What was it our mother's used to say "Oh my little Gucci has "become a woman" haha - I too am planning anything important for the fall, when the kids are all away at school!! Kisses to Gucci!!


----------



## EstrellaVila (Nov 30, 2007)

I have a boy, and a fixed female so I have no clue about this. I just wanted to applaud you for having seven kids and a dog and not going crazy. I am impressed.


----------



## Doggie Nut (Oct 20, 2006)

Laurie, you are a hoot! I'm sure you've heard the old one..."Aunt Flo came to visit"! Sorry Kara....I'd get it done before her next visit too!


----------



## Thumper (Feb 18, 2007)

Thanks!

Laurie, LOL! We have been telling Gucci she has become a 'lady' too. What is hilarious..she is at the very end of it, it will be 3 weeks on Thursday and the last few nights she has been humping her bear, but we aren't calling it that. ound:

She is down to just barely spotting, and there was a time when she would literally WHIMPER for me to wash her off. She was doing an excellent job at keeping herself clean, until she started bleeding pretty heavily and I think she was overwhelmed. She just gave me that look like "Mommy, what the HELL is going on?!" haha. So I took her to the sink and cleaned her up, I'm thinking that was a mistake because after that...she slacked off on cleaning herself and started whining for ME TO DO IT! lol Of course, I kept telling my husband it had to be a coincidence, but ****ed if she didn't STOP whining and act happy after her girly baths. ound:

And matting? OMG..she's matting terribly down there. Her fur also felt more dry last week, and I had changed nothing in the grooming dept. Poor girl, oops...lady! 
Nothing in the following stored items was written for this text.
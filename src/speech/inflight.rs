//! In-flight request de-duplication.
//!
//! Concurrent callers asking for the same cache key share one upstream
//! call. Each caller holds a reference; the shared cancellation token fires
//! only when the last caller has gone away.

use std::collections::HashMap;
use std::future::Future;
use std::sync::atomic::{AtomicU64, Ordering};
use std::sync::Arc;

use parking_lot::Mutex;
use tokio::sync::watch;
use tokio_util::sync::CancellationToken;
use tracing::debug;

use super::{Bytes, CacheKey, SpeechError};

type Outcome = Result<Bytes, SpeechError>;

/// How a caller took part in an in-flight request.
#[derive(Debug, Clone, Copy, PartialEq, Eq)]
pub enum Role {
    /// Started the upstream call.
    Leader,
    /// Awaited a call another caller had already started.
    Joined,
}

struct Entry {
    id: u64,
    refs: usize,
    cancel: CancellationToken,
    result: watch::Receiver<Option<Outcome>>,
}

#[derive(Default)]
pub struct InflightRequests {
    entries: Mutex<HashMap<CacheKey, Entry>>,
    next_id: AtomicU64,
}

/// Drops one caller reference when the caller finishes or its future is dropped.
struct CallerGuard {
    owner: Arc<InflightRequests>,
    key: CacheKey,
    id: u64,
}

impl Drop for CallerGuard {
    fn drop(&mut self) {
        self.owner.release(&self.key, self.id);
    }
}

impl InflightRequests {
    pub fn new() -> Self {
        Self::default()
    }

    /// Run `start` for `key` unless an identical request is already running,
    /// in which case wait for that one instead.
    ///
    /// `start` receives the shared token, which is cancelled only after every
    /// caller has cancelled or disconnected. The operation runs on its own
    /// task, so the leader leaving does not stop it while others still wait.
    pub async fn run<F, Fut>(
        self: &Arc<Self>,
        key: CacheKey,
        caller_cancel: &CancellationToken,
        start: F,
    ) -> Result<(Bytes, Role), SpeechError>
    where
        F: FnOnce(CancellationToken) -> Fut,
        Fut: Future<Output = Outcome> + Send + 'static,
    {
        let (mut result, guard, role) = {
            let mut entries = self.entries.lock();
            if let Some(entry) = entries.get_mut(&key) {
                entry.refs += 1;
                debug!("Joined in-flight synthesis {key} ({} callers)", entry.refs);
                let guard = CallerGuard {
                    owner: Arc::clone(self),
                    key: key.clone(),
                    id: entry.id,
                };
                (entry.result.clone(), guard, Role::Joined)
            } else {
                let id = self.next_id.fetch_add(1, Ordering::Relaxed);
                let cancel = CancellationToken::new();
                let (tx, rx) = watch::channel(None);
                entries.insert(
                    key.clone(),
                    Entry {
                        id,
                        refs: 1,
                        cancel: cancel.clone(),
                        result: rx.clone(),
                    },
                );

                let operation = start(cancel);
                let owner = Arc::clone(self);
                let task_key = key.clone();
                tokio::spawn(async move {
                    let outcome = operation.await;
                    tx.send_replace(Some(outcome));
                    owner.finish(&task_key, id);
                });

                let guard = CallerGuard {
                    owner: Arc::clone(self),
                    key: key.clone(),
                    id,
                };
                (rx, guard, Role::Leader)
            }
        };

        let outcome = tokio::select! {
            _ = caller_cancel.cancelled() => Err(SpeechError::Aborted),
            published = result.wait_for(Option::is_some) => match published {
                Ok(value) => (*value).clone().unwrap_or(Err(SpeechError::Aborted)),
                Err(_) => Err(SpeechError::Transport(
                    "synthesis task ended without a result".into(),
                )),
            },
        };
        drop(guard);

        outcome.map(|audio| (audio, role))
    }

    /// Number of callers attached to `key`, if a request is running.
    pub fn callers(&self, key: &CacheKey) -> Option<usize> {
        self.entries.lock().get(key).map(|e| e.refs)
    }

    pub fn len(&self) -> usize {
        self.entries.lock().len()
    }

    pub fn is_empty(&self) -> bool {
        self.len() == 0
    }

    fn release(&self, key: &CacheKey, id: u64) {
        let mut entries = self.entries.lock();
        let Some(entry) = entries.get_mut(key) else {
            return;
        };
        if entry.id != id {
            return;
        }
        entry.refs -= 1;
        if entry.refs == 0 {
            entry.cancel.cancel();
            entries.remove(key);
            debug!("Last caller left in-flight synthesis {key}, cancelled upstream");
        }
    }

    fn finish(&self, key: &CacheKey, id: u64) {
        let mut entries = self.entries.lock();
        if entries.get(key).is_some_and(|e| e.id == id) {
            entries.remove(key);
        }
    }
}

#[cfg(test)]
mod tests {
    use super::*;
    use std::sync::atomic::{AtomicBool, AtomicUsize};
    use std::time::Duration;

    use crate::speech::{cache_key, AudioFormat, SpeechRequest};

    fn key(text: &str) -> CacheKey {
        cache_key(&SpeechRequest {
            provider: "test".into(),
            model: "m".into(),
            voice: "v".into(),
            speed: 1.0,
            format: AudioFormat::Mp3,
            text: text.into(),
            instructions: None,
        })
    }

    async fn wait_for_callers(inflight: &InflightRequests, key: &CacheKey, n: usize) {
        for _ in 0..200 {
            if inflight.callers(key) == Some(n) {
                return;
            }
            tokio::time::sleep(Duration::from_millis(5)).await;
        }
        panic!("never reached {n} callers");
    }

    #[tokio::test]
    async fn concurrent_callers_share_one_upstream_call() {
        let inflight = Arc::new(InflightRequests::new());
        let calls = Arc::new(AtomicUsize::new(0));
        let k = key("shared");

        let mut handles = Vec::new();
        for _ in 0..5 {
            let inflight = inflight.clone();
            let calls = calls.clone();
            let k = k.clone();
            handles.push(tokio::spawn(async move {
                let token = CancellationToken::new();
                inflight
                    .run(k, &token, move |_shared| async move {
                        calls.fetch_add(1, Ordering::SeqCst);
                        tokio::time::sleep(Duration::from_millis(100)).await;
                        Ok(Bytes::from_static(b"audio"))
                    })
                    .await
            }));
        }

        let mut leaders = 0;
        for handle in handles {
            let (audio, role) = handle.await.unwrap().unwrap();
            assert_eq!(&audio[..], b"audio");
            if role == Role::Leader {
                leaders += 1;
            }
        }
        assert_eq!(calls.load(Ordering::SeqCst), 1);
        assert_eq!(leaders, 1);
        assert!(inflight.is_empty());
    }

    #[tokio::test]
    async fn errors_are_shared_with_joined_callers() {
        let inflight = Arc::new(InflightRequests::new());
        let k = key("failing");

        let first = {
            let inflight = inflight.clone();
            let k = k.clone();
            tokio::spawn(async move {
                let token = CancellationToken::new();
                inflight
                    .run(k, &token, |_| async {
                        tokio::time::sleep(Duration::from_millis(50)).await;
                        Err(SpeechError::UpstreamRateLimited { retry_after: None })
                    })
                    .await
            })
        };
        wait_for_callers(&inflight, &k, 1).await;

        let token = CancellationToken::new();
        let second = inflight
            .run(k, &token, |_| async { Ok(Bytes::from_static(b"unused")) })
            .await;

        assert!(matches!(second, Err(SpeechError::UpstreamRateLimited { .. })));
        assert!(matches!(
            first.await.unwrap(),
            Err(SpeechError::UpstreamRateLimited { .. })
        ));
    }

    #[tokio::test]
    async fn upstream_is_cancelled_only_after_last_caller_leaves() {
        let inflight = Arc::new(InflightRequests::new());
        let upstream_cancelled = Arc::new(AtomicBool::new(false));
        let k = key("abandoned");

        let spawn_caller = |token: CancellationToken| {
            let inflight = inflight.clone();
            let flag = upstream_cancelled.clone();
            let k = k.clone();
            tokio::spawn(async move {
                inflight
                    .run(k, &token, move |shared| async move {
                        shared.cancelled().await;
                        flag.store(true, Ordering::SeqCst);
                        Err(SpeechError::Aborted)
                    })
                    .await
            })
        };

        let first_token = CancellationToken::new();
        let second_token = CancellationToken::new();
        let first = spawn_caller(first_token.clone());
        wait_for_callers(&inflight, &k, 1).await;
        let second = spawn_caller(second_token.clone());
        wait_for_callers(&inflight, &k, 2).await;

        first_token.cancel();
        assert!(matches!(first.await.unwrap(), Err(SpeechError::Aborted)));
        assert_eq!(inflight.callers(&k), Some(1));
        tokio::time::sleep(Duration::from_millis(20)).await;
        assert!(!upstream_cancelled.load(Ordering::SeqCst));

        second_token.cancel();
        assert!(matches!(second.await.unwrap(), Err(SpeechError::Aborted)));
        for _ in 0..100 {
            if upstream_cancelled.load(Ordering::SeqCst) {
                break;
            }
            tokio::time::sleep(Duration::from_millis(5)).await;
        }
        assert!(upstream_cancelled.load(Ordering::SeqCst));
        assert!(inflight.is_empty());
    }

    #[tokio::test]
    async fn dropped_caller_future_releases_its_reference() {
        let inflight = Arc::new(InflightRequests::new());
        let k = key("dropped");

        let handle = {
            let inflight = inflight.clone();
            let k = k.clone();
            tokio::spawn(async move {
                let token = CancellationToken::new();
                inflight
                    .run(k, &token, |shared| async move {
                        shared.cancelled().await;
                        Err(SpeechError::Aborted)
                    })
                    .await
            })
        };
        wait_for_callers(&inflight, &k, 1).await;

        // Aborting the task drops the caller future, like a client disconnect.
        handle.abort();
        let _ = handle.await;
        assert!(inflight.is_empty());
    }
}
I am just really overwhelmed with this summer's schedule. This weekend is a playdate at my house for the havs/silks. Next week, I'll be in Mazatlan on business, then the in-laws come..after that we are keeping 3 havs for a week while their parents go out of town (I'll post pics!), after that some friends from Michigan are coming to stay for a week, and then the camp starts, and family vacation, and my DS's eagle scout ceremony (which we have relatives coming from all over for) and my daughter is off the Virginia Tech! ARGH!

Crazy!

Kara


----------



## Missy (Nov 6, 2006)

awwww. sweet little Gucci!!! Kara you were very brave to go through letting her have one or two heats (didn't she have one once before?) I can just imagine her "mommy I'm dirty!!!! clean me!"


----------



## SMARTY (Apr 19, 2007)

If this was Gucci's first heat she was pretty late, isn't she over a year. You should have plenty of time to have her spayed in the fall. I have just about run out of time with Smarty, she was in heat at 9 months and at 15 months I am expecting it anytime. I just hate to have to put her (and me) through the operation.


----------



## Havtahava (Aug 20, 2006)

Missy, I had forgotten about the first cycle.

Kara, since Gucci's last cycle was 8 months ago, you should be fine within the six month period. She may have had a longer cycle since the last one was her first, but in general terms, six months does sound like it is most likely a good window of opportunity. Keep in mind that a lot of us have scheduled sterilizations and had to reschedule. (Melissa had to reshedule more than anyone I know! LOL)


----------



## marjrc (Jan 13, 2007)

Awww, poor Gucci! I can just picture her looking up at you to bathe her. Cute !

O.k., so maybe not so cute when you have so much going on. Sheesh! And you're taking in 3 Havs at once! :jaw: Should be a hoot, but you'll be on your feet all day! lol 

Oh, you MUST tell us all about the playdate at your house this w/e! Take a ton of pics, or better yet, have one of your kids do it since you'll likely be busy. Hope you have good weather!


----------



## Thumper (Feb 18, 2007)

Honestly,

I am not sure if she was in heat before?!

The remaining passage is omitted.